Sortilèges de la musique de chambre d’Enesco
George Enescu (1881-1955) : Impressions d’enfance ; Quintette pour piano° et Quatuor à cordes; Aubade pour violon, alto et violoncelle, Sérénade lointaine pour violon, violoncelle et piano; Hommage -Pièce sur le nom de Gabriel Fauré pour piano; Impressions d’enfance pour piano et violon* , Op. 28. Ensemble Raro : Alexander Sitkovetsky, Anna-Liisa Bezrodny° (violon), Razvan Popovici (alto), Justus Grimm (violoncelle), Diana Kettler (piano); Gilles Apap* (violon). 2022-59’35-Textes de présentation en anglais et roumain- Solo Musica SM396
Phare de la musique roumaine, Georges Enesco (pour reprendre l’orthographe francisée qu’il adopta lui-même) est sans le moindre doute l’un des musiciens les plus étonnamment doués de son temps : enfant prodige formé aux conservatoires de Vienne et de Paris, violoniste exceptionnel, enseignant recherché (Yehudi Menuhin, Christian Ferras, Ivry Gitlis, Arthur Grumiaux furent parmi ses élèves), pianiste remarquable, brillant chef d’orchestre, compositeur hautement original, il n’a pas vraiment encore conquis hors de son pays natal la place qui devrait lui revenir dans la musique du 20e siècle.

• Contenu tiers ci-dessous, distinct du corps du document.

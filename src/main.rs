use std::{sync::Arc, sync::mpsc::channel, thread, time::Duration};

use anyhow::{Context, Result, bail};
use clap::{Parser, Subcommand};
use env_logger::Env;
use midilink::{
    DirectoryWatcher, EndpointId, InputSession, MidiEvent, OutputSession, SysExMessage, Transport,
    backend::MidirTransport,
};

#[derive(Parser)]
#[command(name = "midilink", version, about = "Talk to MIDI endpoints")]
struct Cli {
    /// Client name the OS shows for our ports
    #[arg(long, env = "MIDILINK_CLIENT_NAME", default_value = "midilink")]
    client_name: String,

    #[command(subcommand)]
    command: Command,
}

#[derive(Subcommand)]
enum Command {
    /// List input and output endpoints
    List,
    /// Print everything an input endpoint sends
    Monitor { id: EndpointId },
    /// Play one note
    Note {
        id: EndpointId,
        #[arg(long, default_value_t = 0, value_parser = clap::value_parser!(u8).range(0..16))]
        channel: u8,
        #[arg(long, default_value_t = 60, value_parser = clap::value_parser!(u8).range(0..128))]
        note: u8,
        #[arg(long, default_value_t = 100, value_parser = clap::value_parser!(u8).range(0..128))]
        velocity: u8,
        #[arg(long, default_value_t = 500)]
        duration_ms: u64,
    },
    /// Send a system-exclusive message given as hex bytes, e.g. `F0 7E 7F 06 01 F7`
    Sysex {
        id: EndpointId,
        #[arg(required = true, value_parser = parse_hex_byte)]
        bytes: Vec<u8>,
    },
    /// All sound / notes off on every channel
    Panic { id: EndpointId },
    /// Report endpoints as they are plugged and unplugged
    Watch {
        #[arg(long, default_value_t = 2000)]
        interval_ms: u64,
    },
}

fn main() -> Result<()> {
    env_logger::Builder::from_env(Env::default().default_filter_or("info")).init();

    let cli = Cli::parse();
    let transport = Arc::new(MidirTransport::new(cli.client_name.clone()));

    match cli.command {
        Command::List => {
            let inputs = transport.list_inputs()?;
            let outputs = transport.list_outputs()?;
            println!("Inputs:");
            for (id, name) in inputs {
                println!("  {id}\t{name}");
            }
            println!("Outputs:");
            for (id, name) in outputs {
                println!("  {id}\t{name}");
            }
        }
        Command::Monitor { id } => {
            let (tx, rx) = channel::<MidiEvent>();
            let mut input = InputSession::new(transport, cli.client_name, tx);
            input
                .connect(&id)
                .with_context(|| format!("connect input {id}"))?;
            input.start().with_context(|| format!("start input {id}"))?;

            for event in rx {
                match event {
                    MidiEvent::Channel { message, time } => {
                        println!("{:>12} {message}", time.0)
                    }
                    MidiEvent::SysEx(msg) => println!("{:>12} {:02X?}", "sysex", msg.as_bytes()),
                }
            }
        }
        Command::Note {
            id,
            channel,
            note,
            velocity,
            duration_ms,
        } => {
            let mut output = connect_output(transport, cli.client_name, &id)?;
            output.note_on(channel, note, velocity);
            thread::sleep(Duration::from_millis(duration_ms));
            output.note_off(channel, note);
        }
        Command::Sysex { id, bytes } => {
            if bytes.first() != Some(&0xF0) || bytes.last() != Some(&0xF7) {
                log::warn!("sysex is not framed by F0 .. F7, sending as-is");
            }
            let mut output = connect_output(transport, cli.client_name, &id)?;
            output.send_sysex(&SysExMessage::from_raw(bytes));
        }
        Command::Panic { id } => {
            let mut output = connect_output(transport, cli.client_name, &id)?;
            output.stop_all();
        }
        Command::Watch { interval_ms } => {
            let (tx, rx) = channel();
            let _watcher =
                DirectoryWatcher::start(transport, Duration::from_millis(interval_ms), tx)?;
            for event in rx {
                println!("{event:?}");
            }
        }
    }
    Ok(())
}

// ─────────────────── helpers ─────────────────────────────────────────────────

fn connect_output(
    transport: Arc<MidirTransport>,
    client_name: String,
    id: &EndpointId,
) -> Result<OutputSession<MidirTransport>> {
    let mut output = OutputSession::new(transport, client_name);
    output
        .connect(id)
        .with_context(|| format!("connect output {id}"))?;
    Ok(output)
}

fn parse_hex_byte(s: &str) -> Result<u8> {
    let digits = s.trim_start_matches("0x").trim_start_matches("0X");
    if digits.is_empty() || digits.len() > 2 {
        bail!("{s:?} is not a hex byte");
    }
    u8::from_str_radix(digits, 16).with_context(|| format!("{s:?} is not a hex byte"))
}
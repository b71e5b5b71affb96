//! Document reads and writes.

use json_metadata_core::{document, JsonMetadataError, MetadataRecord};
use solana_sdk::{
    account::Account,
    pubkey::Pubkey,
    signature::{Keypair, Signature, Signer},
};

use crate::{
    client::JsonMetadataClient,
    errors::{JsonClientError, JsonClientResult},
    fragments::split_object,
    instructions,
};

impl JsonMetadataClient {
    pub async fn initialize_impl(&self, subject: &Keypair) -> JsonClientResult<Signature> {
        let ix = instructions::initialize(
            &self.config.program_id,
            &subject.pubkey(),
            &self.payer_pubkey(),
        )?;
        let signature = self.send_and_confirm(&[ix], &[subject]).await?;
        tracing::info!(subject = %subject.pubkey(), %signature, "Initialized document");
        Ok(signature)
    }

    pub async fn initialize_with_capacity_impl(
        &self,
        subject: &Keypair,
        capacity: usize,
    ) -> JsonClientResult<Signature> {
        let lamports = self
            .retry_executor
            .execute(|| async {
                self.rpc
                    .get_minimum_balance_for_rent_exemption(capacity)
                    .await
                    .map_err(JsonClientError::from_rpc)
            })
            .await?;

        let create = instructions::create_subject_account(
            &self.config.program_id,
            &subject.pubkey(),
            &self.payer_pubkey(),
            lamports,
            capacity as u64,
        );
        let init = instructions::initialize(
            &self.config.program_id,
            &subject.pubkey(),
            &self.payer_pubkey(),
        )?;
        let signature = self.send_and_confirm(&[create, init], &[subject]).await?;
        tracing::info!(
            subject = %subject.pubkey(),
            capacity,
            %signature,
            "Initialized preallocated document"
        );
        Ok(signature)
    }

    pub async fn set_value_impl(
        &self,
        subject: &Pubkey,
        updates: &document::JsonObject,
    ) -> JsonClientResult<Vec<Signature>> {
        let fragments = split_object(updates, self.config.max_fragment_len)?;
        tracing::debug!(%subject, fragments = fragments.len(), "Writing document update");

        let mut signatures = Vec::with_capacity(fragments.len());
        for fragment in &fragments {
            signatures.push(self.set_fragment_impl(subject, fragment).await?);
        }
        Ok(signatures)
    }

    pub async fn set_fragment_impl(
        &self,
        subject: &Pubkey,
        fragment: &[u8],
    ) -> JsonClientResult<Signature> {
        let ix = instructions::set_value(
            &self.config.program_id,
            subject,
            &self.payer_pubkey(),
            fragment,
        )?;
        let signature = self.send_and_confirm(&[ix], &[]).await?;
        tracing::debug!(%subject, bytes = fragment.len(), %signature, "Fragment merged");
        Ok(signature)
    }

    /// Fetches `address` and checks it belongs to the program.
    pub(crate) async fn get_program_account(&self, address: &Pubkey) -> JsonClientResult<Account> {
        let account = self
            .retry_executor
            .execute(|| async {
                self.rpc
                    .get_account_with_commitment(address, self.config.commitment)
                    .await
                    .map_err(JsonClientError::from_rpc)
            })
            .await?
            .value
            .ok_or_else(|| JsonClientError::account_not_found(address))?;

        if account.owner != self.config.program_id {
            return Err(JsonClientError::WrongOwner {
                address: address.to_string(),
            });
        }
        Ok(account)
    }

    pub async fn get_metadata_impl(&self, subject: &Pubkey) -> JsonClientResult<MetadataRecord> {
        let account = self.get_program_account(&self.metadata_address(subject)).await?;
        Ok(MetadataRecord::decode(&account.data)?)
    }

    pub async fn get_document_impl(
        &self,
        subject: &Pubkey,
    ) -> JsonClientResult<document::JsonObject> {
        let account = self.get_program_account(subject).await?;
        document::read(&account.data)
            .ok_or(JsonClientError::Program(JsonMetadataError::NotInitialized))
    }
}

On saluera donc comme il se doit ce passionnant enregistrement d’oeuvres de musique de chambre encore peu connues (même si Gidon Kremer et Oleg Maisenberg nous ont laissé une belle version des Impressions d’enfance chez Teldec à la fin des années 1990).
L’excellent Ensemble Raro (où l’on retrouve avec plaisir le violoncelliste Justus Grimm, jadis soliste de l’Orchestre de La Monnaie) offre ici une sélection d’œuvres enregistrées dans les studios de la Radio bavaroise à Munich et proposées à juste titre dans l’ordre chronologique de leur composition, ce qui permet de se faire une idée de l’évolution du langage de l’auteur.
Ecrit par un compositeur phénoménalement doué âgé d’à peine quinze ans, le premier Quintette pour piano montre clairement l’influence de Brahms sur le jeune Enesco (qui rencontra d’ailleurs son idole lors de ses études dans la capitale autrichienne). Sans être particulièrement originale, l’oeuvre est symphonique, puissante, très bien écrite et étonne par sa maîtrise formelle qui va nettement au-delà d’un simple exercice de style d’apprenti compositeur. L’Allegro moderato initial et le Scherzo qui suit portent nettement la marque de Brahms, alors que le poétique Andante est certainement la partie la plus originale de l’oeuvre qui se conclut sur un Allegro con spirito enthousiaste où l’on retrouve, comme chez Brahms, des rythmes de danses appuyés (plus roumains ici que hongrois), mais aussi des moments de rudesse et d’humour nettement beethovéniens.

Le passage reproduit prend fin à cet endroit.